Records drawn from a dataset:
BEGIN
use super::{write_proof, GateOutcome};
use crate::error::Result;
use crate::profile::Profile;
use crate::runner::{self, CommandOutcome};
use chrono::{DateTime, Utc};
use serde::{Deserialize, Serialize};
use std::path::Path;
use std::time::Duration;

#[derive(Debug, Clone, Serialize, Deserialize)]
pub struct E2eProof {
    pub task_id: String,
    pub slice_id: String,
    pub passed: bool,
    pub commands: Vec<CommandOutcome>,
    pub checked_at: DateTime<Utc>,
}

/// Run end-to-end commands with the same argv discipline as verify.
/// Only called when the slice or merged profile requires e2e.
#[allow(clippy::too_many_arguments)]
pub fn run_e2e(
    task_id: &str,
    slice_id: &str,
    slice_proof_dir: &Path,
    task_run_dir: &Path,
    workdir: &Path,
    commands: &[Vec<String>],
    profile: &Profile,
    timeout_sec: u64,
) -> Result<(E2eProof, GateOutcome)> {
    for argv in commands {
        runner::check_argv(argv)?;
        runner::check_policy(argv, profile)?;
    }

    let log_path = runner::slice_log_path(task_run_dir, slice_id, "e2e");
    let mut outcomes: Vec<CommandOutcome> = Vec::new();
    let mut all_ok = true;
    for argv in commands {
        let outcome = runner::run_command(argv, workdir, Duration::from_secs(timeout_sec), &log_path)?;
        all_ok = all_ok && outcome.passed();
        outcomes.push(outcome);
    }

    let proof = E2eProof {
        task_id: task_id.to_string(),
        slice_id: slice_id.to_string(),
        passed: all_ok && !outcomes.is_empty(),
        commands: outcomes,
        checked_at: Utc::now(),
    };
    let proof_path = write_proof(slice_proof_dir, "e2e.json", &proof)?;
    let outcome = GateOutcome {
        passed: proof.passed,
        proof_path,
    };
    Ok((proof, outcome))
}

#[cfg(test)]
mod tests {
    use super::*;
    use tempfile::TempDir;

    #[test]
    fn passing_e2e() {
        let dir = TempDir::new().unwrap();
        let proofs = dir.path().join("proofs/S-0001");
        let (proof, _) = run_e2e(
            "T-0001",
            "S-0001",
            &proofs,
            dir.path(),
            dir.path(),
            &[vec!["true".to_string()]],
            &Profile::default(),
            30,
        )
        .unwrap();
        assert!(proof.passed);
    }

    #[test]
    fn empty_commands_never_pass() {
        let dir = TempDir::new().unwrap();
        let proofs = dir.path().join("proofs/S-0001");
        let (proof, _) = run_e2e(
            "T-0001",
            "S-0001",
            &proofs,
            dir.path(),
            dir.path(),
            &[],
            &Profile::default(),
            30,
        )
        .unwrap();
        assert!(!proof.passed);
    }
}
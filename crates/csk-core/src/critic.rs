//! Structural critic over a task's plan and slice breakdown.
//!
//! The critic is deterministic and purely structural: it never executes
//! anything. P0/P1 findings block freezing; P2/P3 are advisory.

use crate::profile::Profile;
use crate::slices::SlicesDoc;
use crate::types::GateKind;
use chrono::{DateTime, Utc};
use serde::{Deserialize, Serialize};
use std::collections::BTreeSet;

// ---------------------------------------------------------------------------
// Severity / Finding / CriticReport
// ---------------------------------------------------------------------------

#[derive(Debug, Clone, Copy, PartialEq, Eq, Serialize, Deserialize)]
#[serde(rename_all = "lowercase")]
pub enum Severity {
    P0,
    P1,
    P2,
    P3,
}

#[derive(Debug, Clone, Serialize, Deserialize)]
pub struct Finding {
    pub severity: Severity,
    pub code: String,
    #[serde(default, skip_serializing_if = "Option::is_none")]
    pub slice_id: Option<String>,
    pub message: String,
}

#[derive(Debug, Clone, Serialize, Deserialize)]
pub struct CriticReport {
    pub task_id: String,
    pub p0: u32,
    pub p1: u32,
    pub p2: u32,
    pub p3: u32,
    pub passed: bool,
    pub findings: Vec<Finding>,
    pub reviewed_at: DateTime<Utc>,
}

impl CriticReport {
    pub fn blocking(&self) -> bool {
        self.p0 > 0 || self.p1 > 0
    }
}

// ---------------------------------------------------------------------------
// Critic
// ---------------------------------------------------------------------------

/// Run the structural critic over `plan` (markdown text) and `slices`,
/// with `profile` supplying fallback verify commands.
pub fn run_critic(
    task_id: &str,
    plan: &str,
    slices: &SlicesDoc,
    profile: &Profile,
) -> CriticReport {
    let mut findings: Vec<Finding> = Vec::new();
    let mut push = |severity: Severity, code: &str, slice_id: Option<&str>, message: String| {
        findings.push(Finding {
            severity,
            code: code.to_string(),
            slice_id: slice_id.map(|s| s.to_string()),
            message,
        });
    };

    // Plan sections
    if !has_heading(plan, "goal") {
        push(
            Severity::P0,
            "plan_goal_missing",
            None,
            "plan has no Goal section".to_string(),
        );
    }
    if !has_heading(plan, "acceptance") {
        push(
            Severity::P0,
            "plan_acceptance_missing",
            None,
            "plan has no Acceptance section".to_string(),
        );
    }
    if !has_heading(plan, "non-goals") && !has_heading(plan, "non-scope") {
        push(
            Severity::P2,
            "plan_non_goals_missing",
            None,
            "plan does not state what is out of scope".to_string(),
        );
    }

    // Slice structure
    let mut seen: BTreeSet<&str> = BTreeSet::new();
    let ids: BTreeSet<&str> = slices.slices.iter().map(|s| s.slice_id.as_str()).collect();
    for slice in &slices.slices {
        let id = slice.slice_id.as_str();
        if !seen.insert(id) {
            push(
                Severity::P1,
                "slice_id_duplicate",
                Some(id),
                format!("slice id {id} appears more than once"),
            );
        }

        if slice.requires(GateKind::Scope) && slice.allowed_paths.is_empty() {
            push(
                Severity::P0,
                "scope_config_missing",
                Some(id),
                format!("slice {id} requires scope but allowed_paths is empty"),
            );
        }
        if slice
            .allowed_paths
            .iter()
            .any(|p| p == "." || p == "**" || p == "/" || p == "**/*")
        {
            push(
                Severity::P1,
                "scope_too_broad",
                Some(id),
                format!("slice {id} allows the whole module root"),
            );
        }

        let slice_has_verify = slice
            .verify_commands
            .as_ref()
            .map(|cmds| !cmds.is_empty())
            .unwrap_or(false);
        if slice.requires(GateKind::Verify) && !slice_has_verify && profile.verify_commands.is_empty()
        {
            push(
                Severity::P0,
                "verify_config_missing",
                Some(id),
                format!("slice {id} requires verify but no commands are configured"),
            );
        }
        if !slice_has_verify && !slice.requires(GateKind::Verify) {
            push(
                Severity::P1,
                "verification_undocumented",
                Some(id),
                format!("slice {id} has no documented verification"),
            );
        }

        for dep in &slice.deps {
            if dep == id {
                push(
                    Severity::P0,
                    "dep_self",
                    Some(id),
                    format!("slice {id} depends on itself"),
                );
            } else if !ids.contains(dep.as_str()) {
                push(
                    Severity::P0,
                    "dep_undefined",
                    Some(id),
                    format!("slice {id} depends on undefined {dep}"),
                );
            }
        }

        if slice.title.trim().is_empty() || slice.title == format!("Slice {id}") {
            push(
                Severity::P3,
                "slice_title_stub",
                Some(id),
                format!("slice {id} still has a stub title"),
            );
        }
    }

    if let Some(on_cycle) = slices.find_cycle() {
        push(
            Severity::P0,
            "dep_cycle",
            Some(on_cycle.as_str()),
            format!("slice deps contain a cycle through {on_cycle}"),
        );
    }

    let count =
        |severity: Severity| findings.iter().filter(|f| f.severity == severity).count() as u32;
    let (p0, p1, p2, p3) = (
        count(Severity::P0),
        count(Severity::P1),
        count(Severity::P2),
        count(Severity::P3),
    );

    CriticReport {
        task_id: task_id.to_string(),
        p0,
        p1,
        p2,
        p3,
        passed: p0 == 0 && p1 == 0,
        findings,
        reviewed_at: Utc::now(),
    }
}

fn has_heading(plan: &str, name: &str) -> bool {
    plan.lines().any(|line| {
        let trimmed = line.trim_start();
        trimmed.starts_with('#')
            && trimmed
                .trim_start_matches('#')
                .trim()
                .to_lowercase()
                .starts_with(name)
    })
}

// ---------------------------------------------------------------------------
// Tests
// ---------------------------------------------------------------------------

#[cfg(test)]
mod tests {
    use super::*;
    use crate::profile::{CommandCwd, VerifyCommand};

    const GOOD_PLAN: &str = "# Plan\n\n## Goal\nShip it.\n\n## Non-goals\nNothing else.\n\n## Acceptance\nTests pass.\n";

    fn good_slices() -> SlicesDoc {
        let mut doc = SlicesDoc::stub(2);
        for slice in &mut doc.slices {
            slice.title = format!("real work {}", slice.slice_id);
            slice.allowed_paths = vec!["src/**".to_string()];
            slice.verify_commands = Some(vec![vec!["cargo".to_string(), "test".to_string()]]);
        }
        doc.slices[1].deps = vec!["S-0001".to_string()];
        doc
    }

    fn profile_with_verify() -> Profile {
        Profile {
            verify_commands: vec![VerifyCommand {
                name: "unit".to_string(),
                argv: vec!["cargo".to_string(), "test".to_string()],
                cwd: CommandCwd::Worktree,
                timeout_sec: 60,
            }],
            ..Default::default()
        }
    }

    #[test]
    fn clean_plan_passes() {
        let report = run_critic("T-0001", GOOD_PLAN, &good_slices(), &Profile::default());
        assert_eq!(report.p0, 0, "findings: {:?}", report.findings);
        assert_eq!(report.p1, 0, "findings: {:?}", report.findings);
        assert!(report.passed);
    }

    #[test]
    fn missing_goal_and_acceptance_are_p0() {
        let report = run_critic("T-0001", "# Plan\njust prose\n", &good_slices(), &Profile::default());
        assert!(report.p0 >= 2);
        assert!(!report.passed);
        assert!(report.findings.iter().any(|f| f.code == "plan_goal_missing"));
        assert!(report
            .findings
            .iter()
            .any(|f| f.code == "plan_acceptance_missing"));
    }

    #[test]
    fn empty_allowed_paths_with_scope_is_p0() {
        let mut slices = good_slices();
        slices.slices[0].allowed_paths.clear();
        let report = run_critic("T-0001", GOOD_PLAN, &slices, &Profile::default());
        assert!(report
            .findings
            .iter()
            .any(|f| f.code == "scope_config_missing" && f.severity == Severity::P0));
    }

    #[test]
    fn missing_verify_commands_is_p0_without_profile_fallback() {
        let mut slices = good_slices();
        slices.slices[0].verify_commands = None;
        let report = run_critic("T-0001", GOOD_PLAN, &slices, &Profile::default());
        assert!(report
            .findings
            .iter()
            .any(|f| f.code == "verify_config_missing"));

        // Profile fallback downgrades the problem
        let report = run_critic("T-0001", GOOD_PLAN, &slices, &profile_with_verify());
        assert!(!report
            .findings
            .iter()
            .any(|f| f.code == "verify_config_missing"));
    }

    #[test]
    fn broad_scope_is_p1() {
        let mut slices = good_slices();
        slices.slices[0].allowed_paths = vec![".".to_string()];
        let report = run_critic("T-0001", GOOD_PLAN, &slices, &Profile::default());
        assert!(report
            .findings
            .iter()
            .any(|f| f.code == "scope_too_broad" && f.severity == Severity::P1));
        assert!(!report.passed);
    }

    #[test]
    fn cyclic_deps_are_p0() {
        let mut slices = good_slices();
        slices.slices[0].deps = vec!["S-0002".to_string()];
        let report = run_critic("T-0001", GOOD_PLAN, &slices, &Profile::default());
        assert!(report.findings.iter().any(|f| f.code == "dep_cycle"));
    }

    #[test]
    fn stub_title_is_advisory_only() {
        let mut slices = good_slices();
        slices.slices[0].title = "Slice S-0001".to_string();
        let report = run_critic("T-0001", GOOD_PLAN, &slices, &Profile::default());
        assert!(report.p3 >= 1);
        assert!(report.passed);
    }
}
END
## Instructions to follow
Lines that hold the word "Duration" are the ones to copy from the entries above.

## Output of the task
use std::time::Duration;
        let outcome = runner::run_command(argv, workdir, Duration::from_secs(timeout_sec), &log_path)?;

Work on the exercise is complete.